CASCB talk: Studying emotions at individual and collective levels with social media data
Monday, 3. July 2023
15:30 - 16:45
ZT 702 and online
Prof. Dr. David Garcia, University of Konstanz
This event is part of an event series „Seminar Series Summer Semester 2023“.
Studying emotions at individual and collective levels with social media data
The wealth of data generated by our digital society, when analyzed through computational methods like natural language understanding, provides a new window to study human behaviour at new scales and resolutions. This enables the analysis of social phenomena in which temporal dynamics and network structures require the use of large and detailed data. I will present an overview of my work on the analysis of emotions with social media data, one of the most accessible and powerful data sources in our digital society. A validation study against representative survey data shows the potential of social media macroscopes of emotions to track the emotions of a society, a method that we applied to study collective emotions and their relationship to solidarity after a terrorist attack. This has motivated our further work on emotion detection on social media data at the individual level and further applications of natural language processing to study online affective life.
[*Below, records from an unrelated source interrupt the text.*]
//! Reporting and output generation
//!
//! Global invariants enforced:
//! - Sites render in input order, categories in first-seen order
//! - Byte-for-byte identical output across runs

use crate::SiteAssessment;
use serde::Serialize;

/// Which parts of an assessment to render
#[derive(Debug, Clone, Copy, Default, PartialEq, Eq)]
pub enum ReportSection {
    #[default]
    All,
    Analysis,
    Plan,
}

impl ReportSection {
    fn includes_analysis(self) -> bool {
        matches!(self, ReportSection::All | ReportSection::Analysis)
    }

    fn includes_plan(self) -> bool {
        matches!(self, ReportSection::All | ReportSection::Plan)
    }
}

/// JSON view of one site, omitting the sections not requested
#[derive(Serialize)]
struct SiteView<'a> {
    site: &'a str,
    #[serde(skip_serializing_if = "Option::is_none")]
    location: Option<&'a crate::QueryLocation>,
    #[serde(skip_serializing_if = "Option::is_none")]
    analysis: Option<&'a crate::RiskAnalysis>,
    #[serde(skip_serializing_if = "Option::is_none")]
    plan: Option<&'a crate::MitigationPlan>,
}

/// Render assessments as JSON output
pub fn render_json(assessments: &[SiteAssessment], section: ReportSection) -> String {
    let views: Vec<SiteView<'_>> = assessments
        .iter()
        .map(|a| SiteView {
            site: &a.site,
            location: a.location.as_ref(),
            analysis: section.includes_analysis().then_some(&a.analysis),
            plan: section.includes_plan().then_some(&a.plan),
        })
        .collect();
    serde_json::to_string_pretty(&views).unwrap_or_else(|_| "[]".to_string())
}

/// Render assessments as text output
pub fn render_text(assessments: &[SiteAssessment], section: ReportSection) -> String {
    let mut output = String::new();

    for (i, assessment) in assessments.iter().enumerate() {
        if i > 0 {
            output.push('\n');
        }
        output.push_str(&format!("Site: {}\n", assessment.site));
        if let Some(ref loc) = assessment.location {
            output.push_str(&format!(
                "Location: {:.4}, {:.4}\n",
                loc.latitude, loc.longitude
            ));
        }

        if section.includes_analysis() {
            render_analysis(&mut output, assessment);
        }
        if section.includes_plan() {
            render_plan(&mut output, assessment);
        }
    }

    output
}

fn render_analysis(output: &mut String, assessment: &SiteAssessment) {
    let analysis = &assessment.analysis;
    let insights = &analysis.insights;

    output.push_str(&format!(
        "Score: {}/100  Priority: {}  Risks: {}\n",
        analysis.score,
        insights.priority.as_str(),
        analysis.total_risks
    ));
    output.push_str(&format!(
        "Threats: {} critical, {} moderate, {} low\n",
        insights.critical_threats, insights.moderate_threats, insights.low_threats
    ));

    output.push_str("Recommendations:\n");
    for rec in &insights.recommendations {
        output.push_str(&format!("  - {}\n", rec));
    }

    if analysis.categories.is_empty() {
        return;
    }
    output.push_str(&format!(
        "{:<20} {:<6} {:<5} {:<5} {:<5} {}\n",
        "CATEGORY", "COUNT", "HIGH", "MOD", "LOW", "SPECIES/AREAS"
    ));
    for (category, breakdown) in &analysis.categories {
        let names = if breakdown.species_or_areas.is_empty() {
            "-".to_string()
        } else {
            breakdown.species_or_areas.join(", ")
        };
        output.push_str(&format!(
            "{:<20} {:<6} {:<5} {:<5} {:<5} {}\n",
            truncate_or_pad(category.as_str(), 20),
            breakdown.count,
            breakdown.threat_counts.high,
            breakdown.threat_counts.moderate,
            breakdown.threat_counts.low,
            truncate_or_pad(&names, 40).trim_end(),
        ));
    }
}

fn render_plan(output: &mut String, assessment: &SiteAssessment) {
    let plan = &assessment.plan;

    output.push_str("Immediate actions:\n");
    render_list(output, &plan.immediate_actions);
    output.push_str("Long-term actions:\n");
    render_list(output, &plan.long_term_actions);

    output.push_str(&format!("Estimated cost: {}\n", plan.estimated_cost_range));
    output.push_str(&format!("Timeline: {}\n", plan.estimated_timeline));
    output.push_str(&format!(
        "Expected effectiveness: {}\n",
        plan.expected_effectiveness
    ));
}

fn render_list(output: &mut String, items: &[String]) {
    if items.is_empty() {
        output.push_str("  (none)\n");
    }
    for item in items {
        output.push_str(&format!("  - {}\n", item));
    }
}

/// Truncate or pad string to fixed width
fn truncate_or_pad(s: &str, width: usize) -> String {
    if s.chars().count() > width {
        let kept: String = s.chars().take(width.saturating_sub(3)).collect();
        format!("{}...", kept)
    } else {
        format!("{:<width$}", s, width = width)
    }
}
// Injects BIORISK_VERSION from `git describe`, falling back to CARGO_PKG_VERSION
// when git or tags are unavailable (e.g. building from a crates.io tarball).

use std::process::Command;

fn main() {
    let version = git_version().unwrap_or_else(|| env!("CARGO_PKG_VERSION").to_string());

    println!("cargo:rustc-env=BIORISK_VERSION={}", version);
    println!("cargo:rerun-if-changed=.git/HEAD");
    println!("cargo:rerun-if-changed=.git/refs/tags");
}

/// "v0.3.0" -> "0.3.0"; "v0.3.0-4-gabc123" -> "0.3.0"; untagged "abc123" -> "0.3.0-abc123"
fn git_version() -> Option<String> {
    let output = Command::new("git")
        .args(["describe", "--tags", "--always", "--dirty"])
        .output()
        .ok()?;
    if !output.status.success() {
        return None;
    }

    let described = String::from_utf8(output.stdout).ok()?;
    let described = described.trim();
    if described.is_empty() {
        return None;
    }

    match described.strip_prefix('v') {
        Some(tagged) => {
            let release = tagged.split('-').next().unwrap_or(tagged);
            Some(release.to_string())
        }
        None => Some(format!("{}-{}", env!("CARGO_PKG_VERSION"), described)),
    }
}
David Garcia is Professor for Social and Behavioural Data Science at the University of Konstanz since October 2022. He also holds appointments at the Graz University of Technology and the Complexity Science Hub Vienna, where part of his research lab is co-located. David holds computer science degrees from Universidad Autonoma de Madrid (Spain) and ETH Zurich (Switzerland). David did a PhD and Postdoc at ETH Zurich, working at the chair of systems design. His research focuses on computational social science, designing models and analysing human behaviour through digital traces. His main work revolves around the topics of emotions, polarization, inequality, and privacy, combining statistical analyses of large datasets of online interaction with computational models. David’s work lies at the intersection of various scientific disciplines, combining methods from network science, computer science, and statistical physics to answer questions from psychology and political science.